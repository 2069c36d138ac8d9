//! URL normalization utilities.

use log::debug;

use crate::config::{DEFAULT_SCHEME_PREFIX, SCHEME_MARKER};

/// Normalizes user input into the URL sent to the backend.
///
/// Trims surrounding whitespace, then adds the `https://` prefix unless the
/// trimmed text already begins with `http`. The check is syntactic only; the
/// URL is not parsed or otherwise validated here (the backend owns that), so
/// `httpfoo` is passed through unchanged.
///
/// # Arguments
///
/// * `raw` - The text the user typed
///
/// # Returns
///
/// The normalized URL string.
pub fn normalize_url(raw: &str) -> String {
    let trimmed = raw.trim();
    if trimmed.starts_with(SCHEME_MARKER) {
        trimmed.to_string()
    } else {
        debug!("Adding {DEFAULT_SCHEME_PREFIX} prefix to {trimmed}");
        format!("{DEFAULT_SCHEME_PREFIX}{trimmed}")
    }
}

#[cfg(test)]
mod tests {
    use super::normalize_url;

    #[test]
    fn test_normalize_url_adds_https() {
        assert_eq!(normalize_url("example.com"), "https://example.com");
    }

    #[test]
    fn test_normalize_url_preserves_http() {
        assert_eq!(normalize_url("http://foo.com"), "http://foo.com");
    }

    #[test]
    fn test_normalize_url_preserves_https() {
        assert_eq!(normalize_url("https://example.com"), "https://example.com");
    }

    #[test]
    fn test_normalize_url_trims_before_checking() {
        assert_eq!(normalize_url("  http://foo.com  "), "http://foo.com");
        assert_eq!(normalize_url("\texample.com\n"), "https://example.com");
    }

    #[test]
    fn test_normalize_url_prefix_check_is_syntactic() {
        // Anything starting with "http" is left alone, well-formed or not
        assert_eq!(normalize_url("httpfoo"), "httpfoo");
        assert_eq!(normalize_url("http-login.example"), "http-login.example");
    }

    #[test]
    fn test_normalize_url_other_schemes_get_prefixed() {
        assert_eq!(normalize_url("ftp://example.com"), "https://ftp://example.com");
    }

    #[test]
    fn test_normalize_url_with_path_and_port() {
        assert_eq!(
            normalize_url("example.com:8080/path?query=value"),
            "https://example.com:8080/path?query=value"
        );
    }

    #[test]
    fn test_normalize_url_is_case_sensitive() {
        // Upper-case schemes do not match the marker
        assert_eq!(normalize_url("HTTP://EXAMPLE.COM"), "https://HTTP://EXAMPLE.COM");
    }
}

- - -

Write the listing out again, exactly as it reads.

repository 2069c36d138ac8d9
//! URL normalization utilities.

use log::debug;

use crate::config::{DEFAULT_SCHEME_PREFIX, SCHEME_MARKER};

/// Normalizes user input into the URL sent to the backend.
///
/// Trims surrounding whitespace, then adds the `https://` prefix unless the
/// trimmed text already begins with `http`. The check is syntactic only; the
/// URL is not parsed or otherwise validated here (the backend owns that), so
/// `httpfoo` is passed through unchanged.
///
/// # Arguments
///
/// * `raw` - The text the user typed
///
/// # Returns
///
/// The normalized URL string.
pub fn normalize_url(raw: &str) -> String {
    let trimmed = raw.trim();
    if trimmed.starts_with(SCHEME_MARKER) {
        trimmed.to_string()
    } else {
        debug!("Adding {DEFAULT_SCHEME_PREFIX} prefix to {trimmed}");
        format!("{DEFAULT_SCHEME_PREFIX}{trimmed}")
    }
}

#[cfg(test)]
mod tests {
    use super::normalize_url;

    #[test]
    fn test_normalize_url_adds_https() {
        assert_eq!(normalize_url("example.com"), "https://example.com");
    }

    #[test]
    fn test_normalize_url_preserves_http() {
        assert_eq!(normalize_url("http://foo.com"), "http://foo.com");
    }

    #[test]
    fn test_normalize_url_preserves_https() {
        assert_eq!(normalize_url("https://example.com"), "https://example.com");
    }

    #[test]
    fn test_normalize_url_trims_before_checking() {
        assert_eq!(normalize_url("  http://foo.com  "), "http://foo.com");
        assert_eq!(normalize_url("\texample.com\n"), "https://example.com");
    }

    #[test]
    fn test_normalize_url_prefix_check_is_syntactic() {
        // Anything starting with "http" is left alone, well-formed or not
        assert_eq!(normalize_url("httpfoo"), "httpfoo");
        assert_eq!(normalize_url("http-login.example"), "http-login.example");
    }

    #[test]
    fn test_normalize_url_other_schemes_get_prefixed() {
        assert_eq!(normalize_url("ftp://example.com"), "https://ftp://example.com");
    }

    #[test]
    fn test_normalize_url_with_path_and_port() {
        assert_eq!(
            normalize_url("example.com:8080/path?query=value"),
            "https://example.com:8080/path?query=value"
        );
    }

    #[test]
    fn test_normalize_url_is_case_sensitive() {
        // Upper-case schemes do not match the marker
        assert_eq!(normalize_url("HTTP://EXAMPLE.COM"), "https://HTTP://EXAMPLE.COM");
    }
}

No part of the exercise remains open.